Converting a custom PyTorch UNet for Fully Quantized TFLite for Edge TPU

kuang-wei commented 3 years ago

First of all, thank you very much for your work. I've found your blog post on PyTorch conversion very informative.

My goal was to use your package to get the model from NCHW into NHWC without having Transpose layers everywhere in my quantized tflite model, so that it can run on an Edge TPU efficiently.

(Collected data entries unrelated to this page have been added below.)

use super::Value;
use pretty_assertions::assert_eq;

#[test]
fn test_display_scalars() {
    assert_eq!(Value::Integer(42).to_string(), "42");
    assert_eq!(Value::Float(3.5).to_string(), "3.5");
    assert_eq!(Value::Float(2.0).to_string(), "2.0");
    assert_eq!(Value::Float(f64::INFINITY).to_string(), "inf");
    assert_eq!(Value::string("a\"b").to_string(), "\"a\\\"b\"");
    assert_eq!(Value::Undefined.to_string(), "<undefined>");
}

#[test]
fn test_display_composites() {
    let array = Value::array([Value::Integer(1), Value::Float(0.5)]);
    assert_eq!(array.to_string(), "[1, 0.5]");

    let dict = Value::dictionary([("sd", Value::Float(0.2)), ("mu", Value::Float(1.0))]);
    assert_eq!(dict.to_string(), "{mu: 1.0, sd: 0.2}");
}

#[test]
fn test_dictionary_last_key_wins() {
    let dict = Value::dictionary([
        ("mu", Value::Integer(1)),
        ("sd", Value::Integer(2)),
        ("mu", Value::Integer(3)),
    ]);
    assert_eq!(dict.get("mu"), Some(&Value::Integer(3)));
    assert_eq!(dict.get("sd"), Some(&Value::Integer(2)));
    assert_eq!(dict.as_dictionary().map(|d| d.len()), Some(2));
}

#[test]
fn test_numeric_views() {
    assert_eq!(Value::Integer(3).as_float(), Some(3.0));
    assert_eq!(Value::Float(3.0).as_int(), None);
    assert_eq!(Value::string("x").as_float(), None);
    assert!(Value::Undefined.is_undefined());
    assert_eq!(Value::Array(vec![]).kind(), "array");
}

I largely followed your tutorial and was able to do PyTorch -> ONNX -> OpenVINO

However, an error occurs when using openvino2tensorflow (I used your Docker image, so I think dependencies aren't an issue here)

I received this error:

ERROR: Dimension 1 in both shapes must be equal, but are 5 and 4. Shapes are [1,5,64] and [1,4,64]. for '{{node tf.concat/concat}} = ConcatV2[N=2, T=DT_FLOAT, Tidx=DT_INT3
2](Placeholder, Placeholder_1, tf.concat/concat/axis)' with input shapes: [1,5,64,48], [1,4,64,48], [] and with computed input tensors: input[2] = <-1>.
ERROR: model_path  : openvino/unet/fp32/unet_deblur_opt.xml
ERROR: weights_path: openvino/unet/fp32/unet_deblur_opt.bin
ERROR: layer_id    : 52
ERROR: input_layer0 layer_id=32: KerasTensor(type_spec=TensorSpec(shape=(1, 5, 64, 48), dtype=tf.float32, name=None), name='tf.nn.relu_5/Relu:0', description="created by l
ayer 'tf.nn.relu_5'")
ERROR: input_layer1 layer_id=51: KerasTensor(type_spec=TensorSpec(shape=(1, 4, 64, 48), dtype=tf.float32, name=None), name='tf.identity/Identity:0', description="created b
y layer 'tf.identity'")

(side note: this is the most informative error messages I've seen in my journey of trying out various conversion packages)

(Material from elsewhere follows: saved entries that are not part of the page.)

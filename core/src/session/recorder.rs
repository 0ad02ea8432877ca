//! Recorder descriptors and integration settings.

use core::fmt;

use crate::{Value, session::Category};

/// Which relationship a recorder emits.
#[derive(Debug, Clone, Copy, PartialEq, Eq, Hash, Default)]
pub enum RelationshipType {
    DetFn,
    ProbFn,
    ImRate,
    EdpIm,
    EdpRate,
    DsEdp,
    DsIm,
    LossDs,
    LossEdp,
    LossIm,
    /// Used when a recorder names no type.
    #[default]
    DsRate,
}

impl RelationshipType {
    pub const ALL: [RelationshipType; 11] = [
        RelationshipType::DetFn,
        RelationshipType::ProbFn,
        RelationshipType::ImRate,
        RelationshipType::EdpIm,
        RelationshipType::EdpRate,
        RelationshipType::DsEdp,
        RelationshipType::DsIm,
        RelationshipType::LossDs,
        RelationshipType::LossEdp,
        RelationshipType::LossIm,
        RelationshipType::DsRate,
    ];

    pub const fn label(self) -> &'static str {
        match self {
            RelationshipType::DetFn => "deterministic function",
            RelationshipType::ProbFn => "probabilistic function",
            RelationshipType::ImRate => "IM-rate",
            RelationshipType::EdpIm => "EDP-IM",
            RelationshipType::EdpRate => "EDP-rate",
            RelationshipType::DsEdp => "DS-EDP",
            RelationshipType::DsIm => "DS-IM",
            RelationshipType::LossDs => "LOSS-DS",
            RelationshipType::LossEdp => "LOSS-EDP",
            RelationshipType::LossIm => "LOSS-IM",
            RelationshipType::DsRate => "DS-rate",
        }
    }

    pub fn from_label(label: &str) -> Option<Self> {
        Self::ALL.into_iter().find(|kind| kind.label() == label)
    }

    /// The symbol table a recorder of this type resolves its target in.
    pub const fn target_category(self) -> Category {
        match self {
            RelationshipType::DetFn => Category::DetFn,
            RelationshipType::ProbFn => Category::ProbFn,
            RelationshipType::ImRate => Category::Im,
            RelationshipType::EdpIm | RelationshipType::EdpRate => Category::Edp,
            RelationshipType::DsEdp => Category::FragFn,
            RelationshipType::LossDs => Category::LossFn,
            RelationshipType::DsIm
            | RelationshipType::DsRate
            | RelationshipType::LossEdp
            | RelationshipType::LossIm => Category::CompGroup,
        }
    }
}

impl fmt::Display for RelationshipType {
    fn fmt(&self, f: &mut fmt::Formatter<'_>) -> fmt::Result {
        f.write_str(self.label())
    }
}

/// Evaluation points `from..=to` in steps of `by`.
#[derive(Debug, Clone, Copy, PartialEq)]
pub struct AtSpec {
    pub from: f64,
    pub to: f64,
    pub by: f64,
}

impl AtSpec {
    /// Build from the three values of an `at` clause, written `from, by, to`.
    pub fn from_clause(values: &[f64]) -> Option<Self> {
        match *values {
            [from, by, to] => Some(Self { from, to, by }),
            _ => None,
        }
    }

    pub fn to_value(&self) -> Value {
        Value::dictionary([
            ("from", Value::Float(self.from)),
            ("to", Value::Float(self.to)),
            ("by", Value::Float(self.by)),
        ])
    }

    pub fn from_value(value: &Value) -> Option<Self> {
        Some(Self {
            from: value.get("from")?.as_float()?,
            to: value.get("to")?.as_float()?,
            by: value.get("by")?.as_float()?,
        })
    }
}

/// Where printed or recorded output goes when it is not standard output.
#[derive(Debug, Clone, PartialEq, Eq)]
pub struct Destination {
    pub filename: String,
    pub append: bool,
}

impl fmt::Display for Destination {
    fn fmt(&self, f: &mut fmt::Formatter<'_>) -> fmt::Result {
        if self.append {
            write!(f, "appending to the file [{}]", self.filename)
        } else {
            write!(f, "overwriting the file [{}]", self.filename)
        }
    }
}

/// A request to emit a relationship when the script runs `analyze`.
#[derive(Debug, Clone, PartialEq)]
pub struct RecorderDescriptor {
    pub kind: RelationshipType,
    pub target: String,
    pub at: Option<AtSpec>,
    pub columns: Option<Vec<Value>>,
    /// `None` means standard output.
    pub destination: Option<Destination>,
}

impl fmt::Display for RecorderDescriptor {
    fn fmt(&self, f: &mut fmt::Formatter<'_>) -> fmt::Result {
        write!(f, "the {} known as {}", self.kind, self.target)?;
        if let Some(at) = &self.at {
            write!(f, ", at {} to {} by {}", at.from, at.to, at.by)?;
        }
        match &self.destination {
            Some(destination) => write!(f, ", {}", destination)?,
            None => f.write_str(", to standard output")?,
        }
        match &self.columns {
            Some(columns) => {
                f.write_str(", columns:")?;
                for column in columns {
                    write!(f, " {}", column)?;
                }
                Ok(())
            }
            None => f.write_str(", default columns"),
        }
    }
}

#[derive(Debug, Clone, PartialEq, Eq)]
pub enum IntegrationMethod {
    Maq,
    /// Any method keyword other than MAQ. Kept so it can be reported.
    Unknown(String),
}

impl fmt::Display for IntegrationMethod {
    fn fmt(&self, f: &mut fmt::Formatter<'_>) -> fmt::Result {
        match self {
            IntegrationMethod::Maq => f.write_str("MAQ"),
            IntegrationMethod::Unknown(_) => f.write_str("<unknown>"),
        }
    }
}

#[derive(Debug, Clone, PartialEq)]
pub struct IntegrationSettings {
    pub method: IntegrationMethod,
    pub tolerance: f64,
    pub max_evaluations: i64,
}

Based on those messages, I used Netron to inspect the xml file produced by OpenVINO. I was pretty baffled by it, because from the graph itself, it doesn't look like the dimensions are mismatched This is layer 32, simply a ReLU operation (shown at the very top):

And this is layer 51, a Pad operation:

Even looking at the layer where the dimension mismatched supposedly happen, layer 52 a Concat operation, the shapes of the two inputs are correct as [1, 48, 5, 64] and [1, 48, 5, 64], there is no mismatch

Is it possible that somehow the Pad operation isn't running properly? I did find it a little strange that the Pad layer becomes an tf.identity according to the error message ERROR: input_layer1 layer_id=51: KerasTensor(type_spec=TensorSpec(shape=(1, 4, 64, 48), dtype=tf.float32, name=None), name='tf.identity/Identity:0', description="created b y layer 'tf.identity'")

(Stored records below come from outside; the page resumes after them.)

/// A LIFO stack with a pre-sized backing vector.
///
/// Used by the evaluator for operand storage during a command. Values are
/// pushed and popped at the tail only.
///
/// # Examples
///
/// ```
/// use slat_core::vm::Stack;
///
/// let mut stack = Stack::new();
/// stack.push(42);
/// stack.push(17);
/// assert_eq!(stack.pop(), Some(17));
/// assert_eq!(stack.peek(), Some(&42));
/// assert_eq!(stack.len(), 1);
/// ```
#[derive(Debug, Clone, PartialEq)]
pub struct Stack<T> {
    items: Vec<T>,
}

impl<T> Stack<T> {
    /// Reasonable default so short commands never reallocate.
    const INITIAL_CAPACITY: usize = 16;

    pub fn new() -> Self {
        Self {
            items: Vec::with_capacity(Self::INITIAL_CAPACITY),
        }
    }

    /// Pushes a value onto the stack.
    #[inline]
    pub fn push(&mut self, value: T) {
        self.items.push(value);
    }

    /// Removes and returns the top value from the stack.
    ///
    /// Returns `None` if the stack is empty.
    #[inline]
    pub fn pop(&mut self) -> Option<T> {
        self.items.pop()
    }

    /// Returns a reference to the top value without removing it.
    #[inline]
    pub fn peek(&self) -> Option<&T> {
        self.items.last()
    }

    #[inline]
    pub fn len(&self) -> usize {
        self.items.len()
    }

    #[inline]
    pub fn is_empty(&self) -> bool {
        self.items.is_empty()
    }

    /// Returns the stack contents from bottom to top.
    pub fn as_slice(&self) -> &[T] {
        &self.items
    }

    /// Consumes the stack, returning its contents in push order.
    pub fn into_vec(self) -> Vec<T> {
        self.items
    }
}

impl<T> Default for Stack<T> {
    fn default() -> Self {
        Self::new()
    }
}
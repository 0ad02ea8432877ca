//! Errors raised while parsing or evaluating an inline expression.

use thiserror::Error;

use crate::expression::Span;

/// An inline expression was rejected.
///
/// Every variant carries the byte span of the offending text so hosts can
/// point at it.
#[derive(Debug, Clone, PartialEq, Error)]
pub enum ExpressionError {
    #[error("syntax error: {message}")]
    Syntax { message: String, span: Span },

    #[error("invalid number literal '{text}'")]
    InvalidNumber { text: String, span: Span },

    #[error("expression nesting depth exceeds maximum of {max_depth}")]
    TooDeep { max_depth: usize, span: Span },

    #[error("name '{name}' is not defined")]
    UnknownName { name: String, span: Span },

    #[error("'{package}' has no member '{member}'")]
    UnknownMember {
        package: String,
        member: String,
        span: Span,
    },

    #[error("'{name}' is not callable")]
    NotCallable { name: String, span: Span },

    #[error("{function}() takes {expected} argument(s), got {found}")]
    Arity {
        function: String,
        expected: String,
        found: usize,
        span: Span,
    },

    #[error("{what} is not a number")]
    NotNumeric { what: String, span: Span },

    #[error("division by zero")]
    DivisionByZero { span: Span },

    #[error("math domain error in {function}()")]
    Domain { function: String, span: Span },
}

impl ExpressionError {
    pub fn span(&self) -> &Span {
        match self {
            ExpressionError::Syntax { span, .. }
            | ExpressionError::InvalidNumber { span, .. }
            | ExpressionError::TooDeep { span, .. }
            | ExpressionError::UnknownName { span, .. }
            | ExpressionError::UnknownMember { span, .. }
            | ExpressionError::NotCallable { span, .. }
            | ExpressionError::Arity { span, .. }
            | ExpressionError::NotNumeric { span, .. }
            | ExpressionError::DivisionByZero { span }
            | ExpressionError::Domain { span, .. } => span,
        }
    }

    pub(crate) fn from_pest(error: pest::error::Error<crate::expression::parser::Rule>) -> Self {
        use pest::error::InputLocation;

        let span = match error.location {
            InputLocation::Pos(pos) => Span::new(pos, pos),
            InputLocation::Span((start, end)) => Span::new(start, end),
        };
        ExpressionError::Syntax {
            message: error.variant.message().into_owned(),
            span,
        }
    }
}
#[test]
fn test_user_defined_fragfn_expands_states() {
    let mut ev = evaluator();
    ev.walk(command(
        "fragfn FRAG1",
        vec![node(
            Production::Fragfn {
                id: "FRAG1".into(),
                form: FragfnForm::UserDefined,
            },
            vec![
                node(
                    Production::Scalar2Sequence,
                    vec![pair(0.0062, 0.4), pair(0.0230, 0.4)],
                ),
                options(Some(MuParam::MedianX), None),
            ],
        )],
    ));
    let options = LognormalOptions {
        mu: MuParam::MedianX,
        sd: SdParam::SdLnX,
    };
    assert!(matches!(
        &ev.engine().calls()[0],
        EngineCall::FragilityFunction { states, .. }
            if *states == vec![options.state(0.0062, 0.4), options.state(0.0230, 0.4)]
    ));
    assert!(ev.session().fragfns.get("FRAG1").is_some());
}

#[test]
fn test_database_fragfn_uses_default_database() {
    let engine = RecordingEngine::new().with_fragility(DEFAULT_DATABASE, "B1041.001a", vec![
        LognormalOptions::default().state(0.5, 0.3),
    ]);
    let mut ev = Evaluator::new(engine);
    ev.walk(command(
        "fragfn FRAG2 [B1041.001a]",
        vec![node(
            Production::Fragfn {
                id: "FRAG2".into(),
                form: FragfnForm::Database,
            },
            vec![leaf(Production::FragfnDbParams {
                key: "B1041.001a".into(),
                database: None,
            })],
        )],
    ));
    assert_eq!(codes(&ev), Vec::<&str>::new());
    assert!(matches!(
        &ev.engine().calls()[0],
        EngineCall::FragilityLookup { database, .. } if database == DEFAULT_DATABASE
    ));
}

#[test]
fn test_lossfn_from_simple_loss() {
    let mut ev = evaluator();
    ev.walk(command(
        "lossfn LOSS1",
        vec![node(
            Production::Lossfn { id: "LOSS1".into() },
            vec![node(
                Production::SimpleLoss,
                vec![
                    node(Production::Scalar2Sequence, vec![pair(0.03, 0.4)]),
                    options(Some(MuParam::MeanX), Some(SdParam::SdX)),
                ],
            )],
        )],
    ));
    assert!(ev.session().lossfns.get("LOSS1").is_some());
    assert!(matches!(
        &ev.engine().calls()[0],
        EngineCall::LossFunction { states, .. } if states.len() == 1 && states[0].mu == 0.03
    ));
}

#[test]
fn test_compgroup_with_unresolved_references() {
    let mut ev = evaluator();
    ev.walk(command(
        "compgroup C1 EDP1 FRAG1 LOSS1 20",
        vec![leaf(Production::Compgroup {
            id: "C1".into(),
            edp: "EDP1".into(),
            fragfn: "FRAG1".into(),
            lossfn: "LOSS1".into(),
            count: 20,
        })],
    ));
    assert_eq!(codes(&ev), vec!["W004", "W004", "W004", "E007"]);
    assert!(ev.session().compgroups.is_undefined("C1"));
}
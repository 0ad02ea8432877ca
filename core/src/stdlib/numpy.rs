//! Numpy Package
//!
//! The handful of numpy names that appear in loss-model scripts. Unlike
//! `math`, these follow IEEE semantics: `numpy.sqrt(-1)` is NaN.

use crate::stdlib::{NativeFunction, Package};

fn np_abs(args: &[f64]) -> f64 {
    args[0].abs()
}

fn np_power(args: &[f64]) -> f64 {
    args[0].powf(args[1])
}

pub fn build_numpy_package() -> Package {
    Package::new("numpy")
        .constant("pi", core::f64::consts::PI)
        .constant("e", core::f64::consts::E)
        .function(NativeFunction::new("exp", 1, |a| a[0].exp()))
        .function(NativeFunction::new("log", 1, |a| a[0].ln()))
        .function(NativeFunction::new("log10", 1, |a| a[0].log10()))
        .function(NativeFunction::new("sqrt", 1, |a| a[0].sqrt()))
        .function(NativeFunction::new("sin", 1, |a| a[0].sin()))
        .function(NativeFunction::new("cos", 1, |a| a[0].cos()))
        .function(NativeFunction::new("tan", 1, |a| a[0].tan()))
        .function(NativeFunction::new("abs", 1, np_abs))
        .function(NativeFunction::new("power", 2, np_power))
}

Please let me know if there is anything else you want me to elaborate on, I'm happy to provide more details

One minor note is that I didn't fully follow your blog post for the PyTorch -> ONNX step. Instead of using the backend module of OpenVIO's model downloader, I just did torch.onnx.export on my own, where the hyperparameter settings I used were

export_params=True
do_constant_folding=True
opset_version=11

I used onnxsim to further optimize the ONNX model as well

kuang-wei commented 3 years ago

Update:

I changed my input image size where the height is a multiples of 2, so I don't run into the need of having to run these awkward padding operations

I've verified the saved_model where the input shape is now in NHWC

tf_model = tf.saved_model.load(PATH_TO_SAVED_MODEL)
infer = tf_model.signatures["serving_default"]
print(infer.structured_outputs)

>>> {'tf.identity': TensorSpec(shape=(1, 32, 256, 1), dtype=tf.float32, name='tf.identity')}

In addition, I verified that the saved model produce an output that agrees with PyTorch, all the way down to 1e-5.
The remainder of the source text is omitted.